7. You loan your sister $1,000 and she agrees to pay $2,000 back in 5 years as long as you stop setting her alarm for 4:00 a.m. in the morning. Assuming you stop this prank, what will be your annual rate of return on this loan to your sister?

8. You have $150,000 in a savings account earning 5% per year, but you know in two years you will have to withdraw $100,000 to buy an engagement ring. How much money will be in your account in three years?

9. You have $15,000 in cash. You expect inflation to equal 12 percent for the next 15 years. How much cash will you need in 15 years to equal the buying power of the current $15,000?

10. If the inflation rate is 8 percent per year for 5 years, determine how much purchasing power the dollar lost. Your answer should be given as a percentage.

11. If inflation is 8% annually for the next five years, how many dollars will be needed five years from now to maintain the same purchasing power that $100 has today?

12. A major business publication reported a 12% annual rate of inflation based on a recent 1% monthly increase in the CPI (consumer price index). What is the correct annual rate of increase?

13. You are on your cell phone talking to your roommate. Your roommate tells you that you just won a million dollars. After talking with your roommate, you go in and tell your boss what you really think of him and resign immediately. Because you resigned, you forgo the year end bonus of $10,000 which you were hoping to put in the stock market. When you arrived home, you find out that you won a million doll hairs, not dollars. If you would have received a 10% annual return on your stock market investment, how much would it have turned into in 40 years?

14. EMC Corporation filed a lawsuit against IBM. To settle the lawsuit, IBM offered $10,000,000 (today). If EMC continues the process, EMC management estimates winning and receiving $20,000,000 after all expenses. However, the funds would be received in 5 years. Using a required return of 14%, should EMC accept IBM's offer.

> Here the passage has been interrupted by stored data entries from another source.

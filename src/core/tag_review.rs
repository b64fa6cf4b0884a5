//! Album tag defaults and operator edits
//!
//! Before a group is merged, the output tags are proposed from the source
//! tracks and the operator may change or clear any of them.

use std::collections::{HashMap, HashSet};
use std::path::PathBuf;

use serde::Serialize;

use super::Track;

/// Where the front cover of the merged file comes from
#[derive(Debug, Clone, PartialEq, Eq, Serialize)]
pub enum CoverSource {
    /// Copy the embedded cover of this source track
    Embedded(PathBuf),
    /// Read an image file from disk
    File(PathBuf),
}

/// Tags written to a merged file. Empty strings mean "not set".
#[derive(Debug, Clone, Default, PartialEq, Eq, Serialize)]
pub struct AlbumTags {
    pub artist: String,
    pub album: String,
    pub year: String,
    pub genre: String,
    pub cover: Option<CoverSource>,
    pub compilation: bool,
}

/// A change to one text field
#[derive(Debug, Clone, Default, PartialEq, Eq)]
pub enum TagEdit {
    #[default]
    Keep,
    Set(String),
    Clear,
}

impl TagEdit {
    /// Interpret an interactive answer: empty keeps, `-` clears, anything else sets
    pub fn from_answer(answer: &str) -> Self {
        match answer.trim() {
            "" => TagEdit::Keep,
            "-" => TagEdit::Clear,
            value => TagEdit::Set(value.to_string()),
        }
    }

    fn apply_to(&self, field: &mut String) {
        match self {
            TagEdit::Keep => {}
            TagEdit::Set(value) => *field = value.trim().to_string(),
            TagEdit::Clear => field.clear(),
        }
    }
}

/// A change to the cover image
#[derive(Debug, Clone, Default, PartialEq, Eq)]
pub enum CoverEdit {
    #[default]
    Keep,
    File(PathBuf),
    Clear,
}

/// Operator changes to the proposed tags
#[derive(Debug, Clone, Default, PartialEq, Eq)]
pub struct TagEdits {
    pub artist: TagEdit,
    pub album: TagEdit,
    pub year: TagEdit,
    pub genre: TagEdit,
    pub cover: CoverEdit,
    pub compilation: Option<bool>,
}

impl TagEdits {
    pub fn is_empty(&self) -> bool {
        *self == TagEdits::default()
    }
}

impl AlbumTags {
    pub fn apply(&mut self, edits: &TagEdits) {
        edits.artist.apply_to(&mut self.artist);
        edits.album.apply_to(&mut self.album);
        edits.year.apply_to(&mut self.year);
        edits.genre.apply_to(&mut self.genre);
        match &edits.cover {
            CoverEdit::Keep => {}
            CoverEdit::File(path) => self.cover = Some(CoverSource::File(path.clone())),
            CoverEdit::Clear => self.cover = None,
        }
        if let Some(compilation) = edits.compilation {
            self.compilation = compilation;
        }
    }
}

/// Most frequent non-empty value, or None when absent or when the top count is shared
fn most_common<'a, I>(values: I) -> Option<String>
where
    I: IntoIterator<Item = Option<&'a str>>,
{
    let mut counts: HashMap<&str, usize> = HashMap::new();
    for value in values.into_iter().flatten() {
        let value = value.trim();
        if !value.is_empty() {
            *counts.entry(value).or_insert(0) += 1;
        }
    }

    let top = counts.values().copied().max()?;
    let mut leaders = counts.iter().filter(|(_, count)| **count == top);
    let (value, _) = leaders.next()?;
    if leaders.next().is_some() {
        return None;
    }
    Some(value.to_string())
}

/// Propose tags for a merge of `tracks`
///
/// Each field takes the most common non-empty value across the tracks and is
/// left blank on a tie. A blank album falls back to `group_label`. The cover is
/// the most common embedded front cover. Compilation is proposed when more
/// than one artist appears.
pub fn detect_defaults(tracks: &[Track], group_label: &str) -> AlbumTags {
    let artist = most_common(tracks.iter().map(|t| t.artist.as_deref()));
    let album = most_common(tracks.iter().map(|t| t.album.as_deref()))
        .unwrap_or_else(|| group_label.to_string());
    let year = most_common(tracks.iter().map(|t| t.year.as_deref()));
    let genre = most_common(tracks.iter().map(|t| t.genre.as_deref()));

    let mut cover_counts: HashMap<u64, usize> = HashMap::new();
    for hash in tracks.iter().filter_map(|t| t.cover_hash) {
        *cover_counts.entry(hash).or_insert(0) += 1;
    }
    let cover = cover_counts
        .values()
        .copied()
        .max()
        .and_then(|top| {
            let leaders: Vec<u64> = cover_counts
                .iter()
                .filter(|(_, count)| **count == top)
                .map(|(hash, _)| *hash)
                .collect();
            (leaders.len() == 1).then(|| leaders[0])
        })
        .and_then(|hash| tracks.iter().find(|t| t.cover_hash == Some(hash)))
        .map(|t| CoverSource::Embedded(t.path.clone()));

    let distinct_artists: HashSet<&str> = tracks
        .iter()
        .filter_map(|t| t.artist.as_deref())
        .map(str::trim)
        .filter(|a| !a.is_empty())
        .collect();

    AlbumTags {
        artist: artist.unwrap_or_default(),
        album,
        year: year.unwrap_or_default(),
        genre: genre.unwrap_or_default(),
        cover,
        compilation: distinct_artists.len() > 1,
    }
}
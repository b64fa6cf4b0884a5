//! Scripted encoder for runner and batch tests

use std::cell::RefCell;
use std::time::Duration;

use tokio_util::sync::CancellationToken;

use super::ffmpeg::{EncodeRequest, Encoder};
use crate::error::EncodeError;

/// Bytes of `frames` silent-looking MPEG-1 Layer III frames (128 kbps, 44.1 kHz)
pub fn fake_mp3_bytes(frames: usize) -> Vec<u8> {
    const FRAME_LEN: usize = 417;
    let mut bytes = Vec::with_capacity(frames * FRAME_LEN);
    for _ in 0..frames {
        bytes.extend_from_slice(&[0xFF, 0xFB, 0x90, 0x64]);
        bytes.extend(std::iter::repeat_n(0u8, FRAME_LEN - 4));
    }
    bytes
}

#[derive(Debug, Clone, Copy, PartialEq)]
pub enum Behaviour {
    /// Write a small MP3 and succeed
    Succeed,
    /// Exit like ffmpeg with a non-zero status
    Fail,
    /// Write part of the output, then wait until cancelled
    HangUntilCancelled,
}

pub struct FakeEncoder {
    behaviour: Behaviour,
    pub requests: RefCell<Vec<EncodeRequest>>,
}

impl FakeEncoder {
    pub fn new(behaviour: Behaviour) -> Self {
        Self {
            behaviour,
            requests: RefCell::new(Vec::new()),
        }
    }
}

impl Encoder for FakeEncoder {
    async fn encode(
        &self,
        request: &EncodeRequest,
        on_progress: &mut dyn FnMut(f32),
        cancel: &CancellationToken,
    ) -> Result<(), EncodeError> {
        self.requests.borrow_mut().push(request.clone());
        match self.behaviour {
            Behaviour::Succeed => {
                tokio::time::sleep(Duration::from_millis(5)).await;
                on_progress(50.0);
                std::fs::write(&request.output, fake_mp3_bytes(20))?;
                on_progress(100.0);
                Ok(())
            }
            Behaviour::Fail => Err(EncodeError::Failed {
                status: "exit status: 1".to_string(),
                diagnostic: "list.txt: Invalid data found when processing input".to_string(),
            }),
            Behaviour::HangUntilCancelled => {
                std::fs::write(&request.output, fake_mp3_bytes(2))?;
                on_progress(10.0);
                cancel.cancelled().await;
                Err(EncodeError::Cancelled)
            }
        }
    }
}
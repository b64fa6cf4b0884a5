// Audio module - format detection, tag reading/writing and chapter frames

pub mod chapters;
pub mod detection;
pub mod metadata;
pub mod metadata_writer;

pub use chapters::{build_chapters, read_chapters, reconcile_with_measured, write_chapters};
pub use detection::{is_audio_file, AudioFormat};
pub use metadata::{measure_duration, read_cover_art, read_track_tags, TrackTags};
pub use metadata_writer::{write_album_metadata, WriteAlbumMetadata};
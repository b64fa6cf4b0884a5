//! Core application logic and state
//!
//! This module contains:
//! - Folder scanning and track metadata
//! - Grouping by album tag or folder, and merge ordering
//! - Group/track selection
//! - Tag defaults and operator edits
//! - Merge jobs and their lifecycle
//! - Persisted settings

mod group;
mod grouping;
mod job;
mod scanning;
mod sorting;
mod state;
mod tag_review;

pub use group::Group;
pub use grouping::{build_groups, exclude_track, select_groups, GroupingMode};
pub use job::{JobState, MergeJob};
pub use scanning::{format_duration, format_size, scan_folder, ScanOptions, ScanReport, Track};
pub use state::Settings;
pub use tag_review::{AlbumTags, CoverEdit, CoverSource, TagEdit, TagEdits};
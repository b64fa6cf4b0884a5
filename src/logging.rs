//! Logging configuration for MP3 Album Merger
//!
//! Logs are written to both the terminal and a file at:
//! `~/Library/Logs/MP3-Album-Merger/mp3-album-merger.log` on macOS, or
//! `<local data dir>/MP3-Album-Merger/logs/mp3-album-merger.log` elsewhere.

use log::LevelFilter;
use simplelog::{
    ColorChoice, CombinedLogger, ConfigBuilder, SharedLogger, TermLogger, TerminalMode,
    WriteLogger,
};
use std::fs::{self, OpenOptions};
use std::path::{Path, PathBuf};

const LOG_FILE: &str = "mp3-album-merger.log";
const MAX_LOG_BYTES: u64 = 10 * 1024 * 1024;

/// Get the log directory path
pub fn get_log_directory() -> Option<PathBuf> {
    if cfg!(target_os = "macos") {
        dirs::home_dir().map(|h| h.join("Library").join("Logs").join("MP3-Album-Merger"))
    } else {
        // Linux and Windows keep logs under the local data directory
        dirs::data_local_dir().map(|d| d.join("MP3-Album-Merger").join("logs"))
    }
}

/// Get the current log file path
pub fn get_log_file_path() -> Option<PathBuf> {
    get_log_directory().map(|d| d.join(LOG_FILE))
}

/// Move the log aside to `.log.old` once it grows past the limit
fn rotate_if_large(log_path: &Path, max_bytes: u64) {
    if let Ok(metadata) = fs::metadata(log_path) {
        if metadata.len() > max_bytes {
            let _ = fs::rename(log_path, log_path.with_extension("log.old"));
        }
    }
}

fn terminal_level(verbose: bool) -> LevelFilter {
    if verbose {
        LevelFilter::Debug
    } else {
        LevelFilter::Info
    }
}

/// Initialize the logging system
///
/// Terminal output shows info and above (debug with `verbose`); the file
/// always captures debug. Returns the path to the log file on success.
pub fn init_logging(verbose: bool) -> Option<PathBuf> {
    let log_dir = match get_log_directory() {
        Some(d) => d,
        None => {
            eprintln!("Warning: Could not determine log directory");
            init_terminal_only(verbose);
            return None;
        }
    };

    // Create log directory if it doesn't exist
    if let Err(e) = fs::create_dir_all(&log_dir) {
        eprintln!("Warning: Could not create log directory: {}", e);
        init_terminal_only(verbose);
        return None;
    }

    let log_path = log_dir.join(LOG_FILE);

    // Rotate old log if it's too large (> 10MB)
    rotate_if_large(&log_path, MAX_LOG_BYTES);

    // Open log file (append mode)
    let log_file = match OpenOptions::new()
        .create(true)
        .append(true)
        .open(&log_path)
    {
        Ok(f) => f,
        Err(e) => {
            eprintln!("Warning: Could not open log file: {}", e);
            // Fall back to terminal-only logging
            init_terminal_only(verbose);
            return None;
        }
    };

    // Configure logging format
    let config = ConfigBuilder::new()
        .set_time_format_rfc3339()
        .set_thread_level(LevelFilter::Off) // Don't show thread IDs
        .set_target_level(LevelFilter::Off) // Don't show module targets
        .build();

    // Set up combined logger (terminal + file)
    let loggers: Vec<Box<dyn SharedLogger>> = vec![
        // Terminal logger - show info and above on stderr, debug when verbose
        TermLogger::new(
            terminal_level(verbose),
            config.clone(),
            TerminalMode::Stderr,
            ColorChoice::Auto,
        ),
        // File logger - capture debug and above in file
        WriteLogger::new(LevelFilter::Debug, config, log_file),
    ];

    if CombinedLogger::init(loggers).is_err() {
        eprintln!("Warning: Logger already initialized");
    }

    // Write session start marker
    log::debug!("=== MP3 Album Merger session started ===");
    log::debug!("Log file: {}", log_path.display());

    Some(log_path)
}

/// Initialize terminal-only logging (fallback if file logging fails)
fn init_terminal_only(verbose: bool) {
    let config = ConfigBuilder::new()
        .set_time_format_rfc3339()
        .set_thread_level(LevelFilter::Off)
        .set_target_level(LevelFilter::Off)
        .build();

    let term_logger = TermLogger::new(
        terminal_level(verbose),
        config,
        TerminalMode::Stderr,
        ColorChoice::Auto,
    );
    let _ = CombinedLogger::init(vec![term_logger]);
}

15. You notice that all your neighbors seem to need various items (e.g., tree limbs, construction debris) hauled away. You are thinking of buying a dump truck for $35,000. You estimate you could generate $10,000 a year cash flow (end of year) after paying for all expenses including hiring someone to drive the truck. The estimated life of the truck is 7 years with no salvage value. You would like an annual return of 12%. Should you buy the dump truck?

16. You would like to open a sports store. You are considering a franchise or your own, independent store. If you decide to own a store under the franchise system (e.g., Play it Again Sports), you will generate $5,000 a year more (end-of-year) for 15 years. The initial cost will be $60,000 more versus having your own, independent store. If you would like a 7% annual return, should you start a store under a franchise system or be independent?

17. You are on the Price is Right. You just won $100,000 (today). You are offered $300,000 to be paid in 12 years if you decline the $100,000 today. You would like a 12% annual return. What should you do?

18. You smoke a pack of cigarettes a day ($4). You decide to give up smoking and in its place chew gum ($1 a day habit). You will take the $3 extra daily cash flow and invest it at a 12% annual rate. How much additional money will you have in 30 years.Use a 360 day year.

19. You are three years old. Your older sister tells you, "if you jump out the third floor and land through the basketball hoop, I will give you $500." You would like to go to Disney World when you are old enough (6 years old). You were told that it will cost $600 for you to go to Disney World. If you expect to receive an annual return of 30%, will "making a basket" allow you to go to Disney World? Assume all injuries are paid for by your parents.

20. You tell your sister, "if you move out today, I will buy you a car valued at $10,000 when you turn 18." Your sister is 16 years old. If you receive a 10% annual return, how much money do you have to set aside today to be able to buy your sister a car when she is 18?

21. You have $150,000 in a savings account earning 5% per year, and you know in two years your fiancé/fiancée will pay you $100,000 to walk down the aisle. If you put all the money in your savings account, how much money will be in your account in three years?

22. If you loaned $1,000 to your Uncle Jean on January 1, 2000, another $1,000 to your Aunt Jean on January 1, 2001, and another $1,000 to your Cousin Jean on January 1, 2002, all at a 12% annual interest rate, how much cash will you receive if all three loans were to be paid back on January 1, 2003?

23. Your Aunt Jean will pay you $1,000 today if you promise to name your first born, Jean. Your Uncle Jean is sick of the name Jean and will pay you $2,000 if you don't name your first born, Jean; however, it will take him 4 years to give you the $2,000. If you would like an annual return of 15%, which Jean's offer should you accept?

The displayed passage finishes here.